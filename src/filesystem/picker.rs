//! Native directory picker
//!
//! Shells out to whatever dialog tool the desktop provides. The dialog is
//! attached to the application window when the tool supports it.

use std::path::PathBuf;

use crate::lifecycle::WindowHandle;

#[derive(Debug, Clone, Copy, PartialEq, Eq)]
pub enum DialogTool {
    Zenity,
    Kdialog,
    Osascript,
    PowerShell,
}

impl DialogTool {
    fn binary(self) -> &'static str {
        match self {
            DialogTool::Zenity => "zenity",
            DialogTool::Kdialog => "kdialog",
            DialogTool::Osascript => "osascript",
            DialogTool::PowerShell => "powershell",
        }
    }
}

#[derive(Debug, Clone)]
pub struct DirectoryPicker {
    title: String,
}

impl DirectoryPicker {
    pub fn new(title: impl Into<String>) -> Self {
        Self {
            title: title.into(),
        }
    }

    /// Prompt for a directory. `None` when the user cancels or no dialog tool exists.
    pub async fn pick(&self, parent: Option<&WindowHandle>) -> Option<PathBuf> {
        let (tool, binary) = match detect_dialog_tool() {
            Some(found) => found,
            None => {
                tracing::warn!("No directory dialog tool found");
                return None;
            }
        };

        let output = tokio::process::Command::new(&binary)
            .args(dialog_args(tool, &self.title, parent))
            .stdin(std::process::Stdio::null())
            .output()
            .await;

        match output {
            Ok(output) => parse_dialog_output(output.status.success(), &output.stdout),
            Err(e) => {
                tracing::error!("Failed to run {}: {}", binary.display(), e);
                None
            }
        }
    }
}

fn detect_dialog_tool() -> Option<(DialogTool, PathBuf)> {
    let candidates: &[DialogTool] = if cfg!(target_os = "macos") {
        &[DialogTool::Osascript]
    } else if cfg!(windows) {
        &[DialogTool::PowerShell]
    } else {
        &[DialogTool::Zenity, DialogTool::Kdialog]
    };

    candidates
        .iter()
        .find_map(|tool| which::which(tool.binary()).ok().map(|path| (*tool, path)))
}

pub fn dialog_args(tool: DialogTool, title: &str, parent: Option<&WindowHandle>) -> Vec<String> {
    match tool {
        DialogTool::Zenity => {
            let mut args = vec![
                "--file-selection".to_string(),
                "--directory".to_string(),
                format!("--title={}", title),
            ];
            if let Some(window) = parent {
                args.push(format!("--attach={}", window.id));
            }
            args
        }
        DialogTool::Kdialog => {
            let mut args = vec![
                "--getexistingdirectory".to_string(),
                ".".to_string(),
                "--title".to_string(),
                title.to_string(),
            ];
            if let Some(window) = parent {
                args.push("--attach".to_string());
                args.push(window.id.clone());
            }
            args
        }
        // osascript and FolderBrowserDialog cannot be parented to a foreign window
        DialogTool::Osascript => vec![
            "-e".to_string(),
            format!(
                "POSIX path of (choose folder with prompt \"{}\")",
                title.replace('\\', "\\\\").replace('"', "\\\"")
            ),
        ],
        DialogTool::PowerShell => vec![
            "-NoProfile".to_string(),
            "-Command".to_string(),
            format!(
                "Add-Type -AssemblyName System.Windows.Forms; \
                 $d = New-Object System.Windows.Forms.FolderBrowserDialog; \
                 $d.Description = '{}'; $d.ShowNewFolderButton = $true; \
                 if ($d.ShowDialog() -eq 'OK') {{ $d.SelectedPath }}",
                title.replace('\'', "''")
            ),
        ],
    }
}

/// Dialog tools print the chosen path and exit 0; cancel is a non-zero exit or no output.
pub fn parse_dialog_output(success: bool, stdout: &[u8]) -> Option<PathBuf> {
    if !success {
        return None;
    }
    let chosen = String::from_utf8_lossy(stdout);
    let chosen = chosen.trim_end_matches(['\r', '\n']);
    if chosen.is_empty() {
        None
    } else {
        Some(PathBuf::from(chosen))
    }
}
//! Application lifecycle
//!
//! Owns the (at most one) application window handle. The host reports window
//! events over the protocol and the bridge decides what should happen next.

use crate::filesystem::platform;
use crate::protocol::LifecycleAction;

/// Native handle of the application window, used to anchor dialogs
#[derive(Debug, Clone, PartialEq, Eq)]
pub struct WindowHandle {
    /// Platform window id (X11 window id, HWND, NSWindow number) as sent by the host
    pub id: String,
    pub title: Option<String>,
}

#[derive(Debug, Clone, PartialEq, Eq)]
pub enum LifecycleEvent {
    WindowOpened(WindowHandle),
    WindowClosed,
    Activate,
    AllWindowsClosed,
}

#[derive(Debug)]
pub struct AppLifecycle {
    window: Option<WindowHandle>,
    stay_without_windows: bool,
}

impl Default for AppLifecycle {
    fn default() -> Self {
        Self::new(platform::stays_open_without_windows())
    }
}

impl AppLifecycle {
    pub fn new(stay_without_windows: bool) -> Self {
        Self {
            window: None,
            stay_without_windows,
        }
    }

    pub fn window(&self) -> Option<&WindowHandle> {
        self.window.as_ref()
    }

    pub fn handle(&mut self, event: LifecycleEvent) -> LifecycleAction {
        match event {
            LifecycleEvent::WindowOpened(handle) => {
                tracing::debug!(
                    "Window opened: {} ({})",
                    handle.id,
                    handle.title.as_deref().unwrap_or("untitled")
                );
                self.window = Some(handle);
                LifecycleAction::None
            }
            LifecycleEvent::WindowClosed => {
                self.window = None;
                LifecycleAction::None
            }
            LifecycleEvent::Activate => {
                if self.window.is_none() {
                    LifecycleAction::CreateWindow
                } else {
                    LifecycleAction::None
                }
            }
            LifecycleEvent::AllWindowsClosed => {
                self.window = None;
                if self.stay_without_windows {
                    LifecycleAction::Stay
                } else {
                    LifecycleAction::Quit
                }
            }
        }
    }
}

----

→ DIRECTIONS FOR THIS TASK
Copy each line above holding "LifecycleEvent".

→ ANSWER TO THE EXERCISE
pub enum LifecycleEvent {
    pub fn handle(&mut self, event: LifecycleEvent) -> LifecycleAction {
            LifecycleEvent::WindowOpened(handle) => {
            LifecycleEvent::WindowClosed => {
            LifecycleEvent::Activate => {
            LifecycleEvent::AllWindowsClosed => {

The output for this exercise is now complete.